# Assignment:
Output every entry exactly, from the first line to the last.

Supplied entries below:

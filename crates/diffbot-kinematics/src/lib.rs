#![cfg_attr(not(test), no_std)]
#![warn(missing_docs)]
#![doc = "A `no_std` library for 2D differential-drive robot kinematics in screen space."]
#![doc = ""]
#![doc = "This crate provides pose, wheel-speed, and chassis-speed types, speed clamping,"]
#![doc = "and pose integration for a robot rendered in pixel coordinates."]

use core::f64::consts::PI;
use core::fmt;
use libm::{cos, fabs, sin};

#[cfg(feature = "serde")]
use serde::{Deserialize, Serialize};

pub mod error;
pub use error::KinematicsError;

/// Pixels per meter. Physical parameters configured in meters are converted
/// to pixel units with this scale before they enter the model.
pub const METERS_TO_PIXELS: f64 = 3779.52;

/// A 2-D pose `(x, y, heading)` in pixels and radians.
///
/// Coordinates are screen coordinates: x grows to the right, y grows
/// downward. The heading increases when the right wheel outruns the left,
/// which on screen turns the robot counter-clockwise.
#[cfg_attr(feature = "serde", derive(Serialize, Deserialize))]
#[derive(Debug, Clone, Copy, PartialEq, Default)]
pub struct Pose {
    /// Screen x position (px).
    pub x: f64,
    /// Screen y position (px).
    pub y: f64,
    /// Heading (rad). Snaps back to 0 past a full revolution, see
    /// [`Pose::fold_heading`].
    pub heading: f64,
}

impl Pose {
    /// Construct a new pose.
    ///
    /// # Arguments
    ///
    /// * `x`: Screen x position in pixels.
    /// * `y`: Screen y position in pixels.
    /// * `heading`: Heading in radians.
    pub const fn new(x: f64, y: f64, heading: f64) -> Self {
        Pose { x, y, heading }
    }

    /// Fold a heading that has accumulated past a full revolution.
    ///
    /// Any heading with `|heading| > 2π` is reset to exactly `0.0`; everything
    /// else passes through untouched. This is a hard reset rather than a
    /// modulo wrap, so a robot spinning in place visibly snaps back to its
    /// initial orientation once per revolution.
    ///
    /// # Arguments
    ///
    /// * `heading`: The heading in radians to fold.
    ///
    /// # Returns
    ///
    /// The folded heading in radians.
    pub fn fold_heading(heading: f64) -> f64 {
        if fabs(heading) > 2.0 * PI {
            0.0
        } else {
            heading
        }
    }
}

End of Supplied entries.

# Exercise result:
filename crates/diffbot-kinematics/src/lib.rs
#![cfg_attr(not(test), no_std)]
#![warn(missing_docs)]
#![doc = "A `no_std` library for 2D differential-drive robot kinematics in screen space."]
#![doc = ""]
#![doc = "This crate provides pose, wheel-speed, and chassis-speed types, speed clamping,"]
#![doc = "and pose integration for a robot rendered in pixel coordinates."]

use core::f64::consts::PI;
use core::fmt;
use libm::{cos, fabs, sin};

#[cfg(feature = "serde")]
use serde::{Deserialize, Serialize};

pub mod error;
pub use error::KinematicsError;

/// Pixels per meter. Physical parameters configured in meters are converted
/// to pixel units with this scale before they enter the model.
pub const METERS_TO_PIXELS: f64 = 3779.52;

/// A 2-D pose `(x, y, heading)` in pixels and radians.
///
/// Coordinates are screen coordinates: x grows to the right, y grows
/// downward. The heading increases when the right wheel outruns the left,
/// which on screen turns the robot counter-clockwise.
#[cfg_attr(feature = "serde", derive(Serialize, Deserialize))]
#[derive(Debug, Clone, Copy, PartialEq, Default)]
pub struct Pose {
    /// Screen x position (px).
    pub x: f64,
    /// Screen y position (px).
    pub y: f64,
    /// Heading (rad). Snaps back to 0 past a full revolution, see
    /// [`Pose::fold_heading`].
    pub heading: f64,
}

impl Pose {
    /// Construct a new pose.
    ///
    /// # Arguments
    ///
    /// * `x`: Screen x position in pixels.
    /// * `y`: Screen y position in pixels.
    /// * `heading`: Heading in radians.
    pub const fn new(x: f64, y: f64, heading: f64) -> Self {
        Pose { x, y, heading }
    }

    /// Fold a heading that has accumulated past a full revolution.
    ///
    /// Any heading with `|heading| > 2π` is reset to exactly `0.0`; everything
    /// else passes through untouched. This is a hard reset rather than a
    /// modulo wrap, so a robot spinning in place visibly snaps back to its
    /// initial orientation once per revolution.
    ///
    /// # Arguments
    ///
    /// * `heading`: The heading in radians to fold.
    ///
    /// # Returns
    ///
    /// The folded heading in radians.
    pub fn fold_heading(heading: f64) -> f64 {
        if fabs(heading) > 2.0 * PI {
            0.0
        } else {
            heading
        }
    }
}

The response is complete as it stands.